Pharmacokinetics of the antimicrobial drug Sulfanilamide is altered in a preclinical model of vascular calcification.

In vascular smooth muscle, calcium overload is linked to advancing age. The pharmacokinetics of Sulfanilamide (SA), a compound with antibacterial properties, was evaluated in a preclinical model of vascular calcification. SA was used since it is useful to study possible modifications in the renal and hepatic management of drugs. Vascular calcification was induced by administration of a single high dose of vitamin D3 to rats (treated group) 10 days before the experiments. A parallel control group was processed.
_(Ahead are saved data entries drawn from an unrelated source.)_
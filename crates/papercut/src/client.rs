//! Authenticated XML-RPC client for the PaperCut web services API.

use std::error::Error as _;
use std::time::Duration;

use tracing::debug;
use url::Url;
use xmlrpc::{MethodCall, Value};

use crate::config::CallConfig;
use crate::error::{Error, Result};

/// One-shot client bound to an endpoint and auth token.
///
/// Every remote call goes out as `method(token, ...params)`.
pub struct Client {
    http: reqwest::Client,
    endpoint: Url,
    token: String,
    timeout: Duration,
}

impl Client {
    /// Validate the endpoint and build a client with the configured timeout.
    pub fn open(config: &CallConfig) -> Result<Self> {
        let endpoint = parse_endpoint(&config.url)?;

        let http = reqwest::Client::builder()
            .timeout(config.timeout)
            .build()
            .map_err(|e| Error::Transport(describe(&e)))?;

        Ok(Self {
            http,
            endpoint,
            token: config.token.clone(),
            timeout: config.timeout,
        })
    }

    pub fn endpoint(&self) -> &Url {
        &self.endpoint
    }

    /// Issue one remote call and return its untyped result.
    pub async fn call(&self, method: &str, params: Vec<Value>) -> Result<Value> {
        let body = MethodCall::new(method)
            .with_param(self.token.as_str())
            .with_params(params)
            .to_xml();

        debug!(method, endpoint = %self.endpoint, "XML-RPC call");

        let response = self
            .http
            .post(self.endpoint.as_str())
            .header("content-type", "text/xml")
            .header("accept", "text/xml")
            .body(body)
            .send()
            .await
            .map_err(|e| self.transport_error(&e))?;

        if !response.status().is_success() {
            let status = response.status();
            let body = response.text().await.unwrap_or_default();
            let body = body.trim();
            return Err(Error::HttpStatus(if body.is_empty() {
                status.to_string()
            } else {
                format!("{status}: {body}")
            }));
        }

        let text = response
            .text()
            .await
            .map_err(|e| self.transport_error(&e))?;

        let value = xmlrpc::parse_response(&text)?.into_result()?;
        debug!(method, "XML-RPC call succeeded");
        Ok(value)
    }

    fn transport_error(&self, err: &reqwest::Error) -> Error {
        if err.is_timeout() {
            Error::Timeout(self.timeout.as_millis() as u64)
        } else {
            Error::Transport(describe(err))
        }
    }
}

fn parse_endpoint(raw: &str) -> Result<Url> {
    let url = Url::parse(raw).map_err(|e| Error::InvalidEndpoint {
        url: raw.to_string(),
        reason: e.to_string(),
    })?;

    match url.scheme() {
        "http" | "https" => {}
        other => return Err(Error::UnsupportedScheme(other.to_string())),
    }

    if url.host_str().is_none_or(str::is_empty) {
        return Err(Error::InvalidEndpoint {
            url: raw.to_string(),
            reason: "missing host".to_string(),
        });
    }

    Ok(url)
}

/// Error message followed by its source chain.
fn describe(err: &reqwest::Error) -> String {
    let mut message = err.to_string();
    let mut source = err.source();
    while let Some(cause) = source {
        let cause_text = cause.to_string();
        if !message.contains(&cause_text) {
            message.push_str(": ");
            message.push_str(&cause_text);
        }
        source = cause.source();
    }
    message
}
//! XML-RPC value model.

use std::collections::BTreeMap;

use base64::Engine as _;
use base64::engine::general_purpose::STANDARD as BASE64;
use chrono::NaiveDateTime;
use serde_json::json;

/// Wire format of `<dateTime.iso8601>` as produced by most servers.
pub const DATETIME_FORMAT: &str = "%Y%m%dT%H:%M:%S";

/// A single XML-RPC value.
#[derive(Debug, Clone, PartialEq)]
pub enum Value {
    /// `<int>` / `<i4>`.
    Int(i32),
    /// `<i8>`, the 64-bit extension used by Apache XML-RPC servers.
    I8(i64),
    Boolean(bool),
    /// `<string>`, or untyped text directly inside `<value>`.
    String(String),
    Double(f64),
    DateTime(NaiveDateTime),
    Base64(Vec<u8>),
    Array(Vec<Value>),
    Struct(BTreeMap<String, Value>),
    /// `<nil/>` extension.
    Nil,
}

impl Value {
    /// Numeric view of integer and double values.
    pub fn as_f64(&self) -> Option<f64> {
        match self {
            Value::Int(n) => Some(f64::from(*n)),
            Value::I8(n) => Some(*n as f64),
            Value::Double(n) => Some(*n),
            _ => None,
        }
    }

    /// Integer view of `<int>` and `<i8>` values.
    pub fn as_i64(&self) -> Option<i64> {
        match self {
            Value::Int(n) => Some(i64::from(*n)),
            Value::I8(n) => Some(*n),
            _ => None,
        }
    }

    pub fn as_str(&self) -> Option<&str> {
        match self {
            Value::String(s) => Some(s),
            _ => None,
        }
    }

    pub fn as_array(&self) -> Option<&[Value]> {
        match self {
            Value::Array(items) => Some(items),
            _ => None,
        }
    }

    pub fn as_struct(&self) -> Option<&BTreeMap<String, Value>> {
        match self {
            Value::Struct(members) => Some(members),
            _ => None,
        }
    }

    /// Convert into the JSON shape handed to tool callers.
    ///
    /// Dates render as ISO 8601 strings, binary data as standard base64,
    /// `<nil/>` and non-finite doubles as `null`.
    pub fn to_json(&self) -> serde_json::Value {
        match self {
            Value::Int(n) => json!(n),
            Value::I8(n) => json!(n),
            Value::Boolean(b) => json!(b),
            Value::String(s) => json!(s),
            Value::Double(n) => serde_json::Number::from_f64(*n)
                .map(serde_json::Value::Number)
                .unwrap_or(serde_json::Value::Null),
            Value::DateTime(dt) => json!(dt.format("%Y-%m-%dT%H:%M:%S").to_string()),
            Value::Base64(bytes) => json!(BASE64.encode(bytes)),
            Value::Array(items) => serde_json::Value::Array(items.iter().map(Value::to_json).collect()),
            Value::Struct(members) => serde_json::Value::Object(
                members
                    .iter()
                    .map(|(name, value)| (name.clone(), value.to_json()))
                    .collect(),
            ),
            Value::Nil => serde_json::Value::Null,
        }
    }
}

impl From<Value> for serde_json::Value {
    fn from(value: Value) -> Self {
        value.to_json()
    }
}

impl From<i32> for Value {
    fn from(n: i32) -> Self {
        Self::Int(n)
    }
}

impl From<i64> for Value {
    fn from(n: i64) -> Self {
        Self::I8(n)
    }
}

impl From<bool> for Value {
    fn from(b: bool) -> Self {
        Self::Boolean(b)
    }
}

impl From<f64> for Value {
    fn from(n: f64) -> Self {
        Self::Double(n)
    }
}

impl From<String> for Value {
    fn from(s: String) -> Self {
        Self::String(s)
    }
}

impl From<&str> for Value {
    fn from(s: &str) -> Self {
        Self::String(s.to_string())
    }
}

impl From<NaiveDateTime> for Value {
    fn from(dt: NaiveDateTime) -> Self {
        Self::DateTime(dt)
    }
}

impl<T: Into<Value>> From<Vec<T>> for Value {
    fn from(items: Vec<T>) -> Self {
        Self::Array(items.into_iter().map(Into::into).collect())
    }
}

impl From<BTreeMap<String, Value>> for Value {
    fn from(members: BTreeMap<String, Value>) -> Self {
        Self::Struct(members)
    }
}

/// Parse the text of a `<dateTime.iso8601>` element.
///
/// Accepts the compact wire form and the dashed ISO 8601 variant some
/// servers emit.
pub(crate) fn parse_datetime(text: &str) -> Option<NaiveDateTime> {
    [DATETIME_FORMAT, "%Y-%m-%dT%H:%M:%S", "%Y%m%dT%H%M%S"]
        .iter()
        .find_map(|format| NaiveDateTime::parse_from_str(text, format).ok())
}

pub(crate) fn decode_base64(text: &str) -> Option<Vec<u8>> {
    let compact: String = text.chars().filter(|c| !c.is_whitespace()).collect();
    BASE64.decode(compact).ok()
}

pub(crate) fn encode_base64(bytes: &[u8]) -> String {
    BASE64.encode(bytes)
}

#[cfg(test)]
mod tests {
    use super::*;

    #[test]
    fn scalars_to_json() {
        assert_eq!(Value::Int(42).to_json(), json!(42));
        assert_eq!(Value::I8(1 << 40).to_json(), json!(1i64 << 40));
        assert_eq!(Value::Double(12.5).to_json(), json!(12.5));
        assert_eq!(Value::Double(f64::NAN).to_json(), serde_json::Value::Null);
        assert_eq!(Value::Nil.to_json(), serde_json::Value::Null);
        assert_eq!(Value::Base64(b"hi".to_vec()).to_json(), json!("aGk="));
    }

    #[test]
    fn datetime_renders_dashed() {
        let dt = parse_datetime("20240315T08:30:00").unwrap();
        assert_eq!(Value::DateTime(dt).to_json(), json!("2024-03-15T08:30:00"));
        assert_eq!(parse_datetime("2024-03-15T08:30:00"), Some(dt));
        assert!(parse_datetime("yesterday").is_none());
    }

    #[test]
    fn nested_to_json() {
        let mut members = BTreeMap::new();
        members.insert("name".to_string(), Value::from("laser-1"));
        members.insert("pages".to_string(), Value::from(vec![1i32, 2]));
        let json = Value::Struct(members).to_json();
        assert_eq!(json, json!({"name": "laser-1", "pages": [1, 2]}));
    }

    #[test]
    fn numeric_views() {
        assert_eq!(Value::Int(3).as_f64(), Some(3.0));
        assert_eq!(Value::I8(7).as_i64(), Some(7));
        assert_eq!(Value::from("7").as_f64(), None);
    }

    #[test]
    fn base64_ignores_line_breaks() {
        assert_eq!(decode_base64("aG\n  k=").unwrap(), b"hi");
        assert!(decode_base64("***").is_none());
    }
}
The decrease of renal blood flow due to calcification of the renal arteries explains, at least in part, the decrease in the renal clearance of SA observed in treated rats. The liver metabolic function increased in treated rats as demonstrated by increases in plasma appearance rate of acetylated-Sulfanilamide (ASA), hepatic ASA content and hepatic N-acetyltransferase activity. The decrease in renal excretion of SA was not completely compensated by the hepatic metabolism increase, since the elimination rate of SA from the central compartment (K1-0 ) decreased in the treated group. In summary, in this experimental model with sustained arterial calcinosis induced by a single high dose of vitamin D3 10 days before the experiments, the pharmacokinetics of an aminobenzenesulfonamide is modified, at least in part, by the increase in the activity of hepatic N-acetyltransferase and the decrease in renal blood flow. This study emphasizes the importance of considering the presence of vascular calcification when a drug dose scheme is performed, in order to optimize pharmacotherapeutic results.